I grew up as a Christian, going to church and believing whole-heartedly in it, fully inhabiting Christianity in its ethnocentric form. Moving out of this I sampled a lot of different modes, including atheism, agnosticism and strange new agey stuff. As I abandoned blind belief and crawled through achievement and rationality into the mess that was my pluralistic and post-modern university period, I was unanchored, under no religious flag and inquisitively exploring.
A turning point came when I delved into Taoism and discovered meditation. Having a practice was exciting and fresh.
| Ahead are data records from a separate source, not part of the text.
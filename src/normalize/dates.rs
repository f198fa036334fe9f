use chrono::{DateTime, NaiveDate};

/// Calendar date from the formats the listings API mixes: `d.m.yyyy`,
/// `yyyy-mm-dd` and RFC 3339 timestamps. Anything else is `None`.
pub fn parse_listing_date(raw: &str) -> Option<NaiveDate> {
    let raw = raw.trim();
    NaiveDate::parse_from_str(raw, "%d.%m.%Y")
        .or_else(|_| NaiveDate::parse_from_str(raw, "%Y-%m-%d"))
        .ok()
        .or_else(|| DateTime::parse_from_rfc3339(raw).ok().map(|dt| dt.date_naive()))
}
There’s a world of difference between mystic (esoteric, experiential) and mythic (exoteric, faith-based) religion and I couldn’t have moved forward without mysticism. Without direct experience of the spiritual I didn’t have a compass to move my spiritual life into the increasing discernment I’d soon embrace.
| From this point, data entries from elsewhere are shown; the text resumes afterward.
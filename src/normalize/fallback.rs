use crate::domain::{Locale, LocalizedValue};
use crate::linear::{scalar_text, RawField, RawListing};
use crate::normalize::booleans::normalize_bool;
use crate::normalize::localized::localized;
use crate::normalize::numbers::{first_valid_number, parse_number, NumberPolicy};
use serde_json::Value;

/// Where a value may live in a raw listing.
#[derive(Debug, Clone, Copy, PartialEq, Eq)]
pub enum Candidate {
    /// A key of the `nonLocalizedValues` bag.
    Flat(&'static str),
    /// A top-level field, read for the requested locale, then for Finnish.
    Field(&'static str),
    /// A top-level field read for one fixed locale only.
    FieldIn(&'static str, Locale),
}

/// First `Some` produced by `lookup` over `candidates`, in order.
/// Later candidates are never read once one has answered.
pub fn first_present<C, T, F>(candidates: &[C], lookup: F) -> Option<T>
where
    F: FnMut(&C) -> Option<T>,
{
    candidates.iter().find_map(lookup)
}

/// Resolves candidate chains against one listing for one locale.
#[derive(Debug, Clone, Copy)]
pub struct Resolver<'a> {
    listing: &'a RawListing,
    locale: Locale,
}

impl<'a> Resolver<'a> {
    pub fn new(listing: &'a RawListing, locale: Locale) -> Self {
        Self { listing, locale }
    }

    pub fn locale(&self) -> Locale {
        self.locale
    }

    pub fn listing(&self) -> &'a RawListing {
        self.listing
    }

    pub fn field(&self, candidate: Candidate) -> RawField {
        match candidate {
            Candidate::Flat(key) => self.listing.flat(key),
            Candidate::Field(key) | Candidate::FieldIn(key, _) => self.listing.field(key),
        }
    }

    /// The scalar a single candidate points at, skipping blank strings.
    pub fn value(&self, candidate: Candidate) -> Option<Value> {
        let field = self.field(candidate);
        let (primary, fallback) = match candidate {
            Candidate::FieldIn(_, locale) => (locale, None),
            Candidate::Flat(_) | Candidate::Field(_) => (self.locale, Some(Locale::Fi)),
        };
        std::iter::once(primary)
            .chain(fallback)
            .filter_map(|locale| field.entry(locale))
            .find(|value| !is_blank(value))
            .cloned()
    }

    /// First non-blank text, trimmed.
    pub fn text(&self, candidates: &[Candidate]) -> Option<String> {
        first_present(candidates, |c| {
            self.value(*c)
                .map(|v| scalar_text(&v).trim().to_string())
                .filter(|t| !t.is_empty())
        })
    }

    /// First candidate that parses to a number the policy admits.
    pub fn number(&self, candidates: &[Candidate], policy: NumberPolicy) -> Option<f64> {
        first_present(candidates, |c| {
            self.value(*c)
                .and_then(|v| parse_number(&v))
                .filter(|n| policy.admits(*n))
        })
    }

    /// First candidate that reads as yes or no.
    /// First candidate holding a positive area.
    pub fn area(&self, candidates: &[Candidate]) -> Option<f64> {
        first_valid_number(candidates.iter().map(|c| self.value(*c)))
    }

    pub fn flag(&self, candidates: &[Candidate]) -> Option<bool> {
        first_present(candidates, |c| self.value(*c).and_then(|v| normalize_bool(&v)))
    }

    /// First candidate with any text, in all three locales.
    ///
    /// Flat keys carry no translations and produce Finnish-only values.
    pub fn localized(&self, candidates: &[Candidate]) -> LocalizedValue {
        first_present(candidates, |c| {
            let value = match c {
                Candidate::Flat(_) => self.text(&[*c]).map(LocalizedValue::new)?,
                Candidate::Field(_) | Candidate::FieldIn(..) => localized(&self.field(*c)),
            };
            (!value.is_empty()).then_some(value)
        })
        .unwrap_or_default()
    }
}

fn is_blank(value: &Value) -> bool {
    matches!(value, Value::String(s) if s.trim().is_empty())
}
And next I moved into an affinity for Buddhism. Its practices and landscape were so very inviting to me, and it became as close to a home as I’ve had since my childhood’s rigid belief. I’ve maintained an interest in many religions, but Buddhism has held some sway over me for several years now. But, like Will over at thinkBuddha, I feel I can not call myself a Buddhist, just Buddhish.
So where in the vast expanse of religions does my wanderlusting heart reside? Trans-path integral mystic may not flow as smoothly or clearly as I’d like, but more of who I am can fit in it than any other name I have discovered. Being unwilling to slide Buddha, Christ or other teachers from my view, I must accept the challenge of creating structure and communion as skillfully as possible. Guidelines may be scarce here, but I feel less alone in this new territory and every day discover fellow explorers here. May we be surefooted in ascending the shrouded heights ahead.
This is not poetry. This is a direct realization, as direct as a glass of cold water in the face.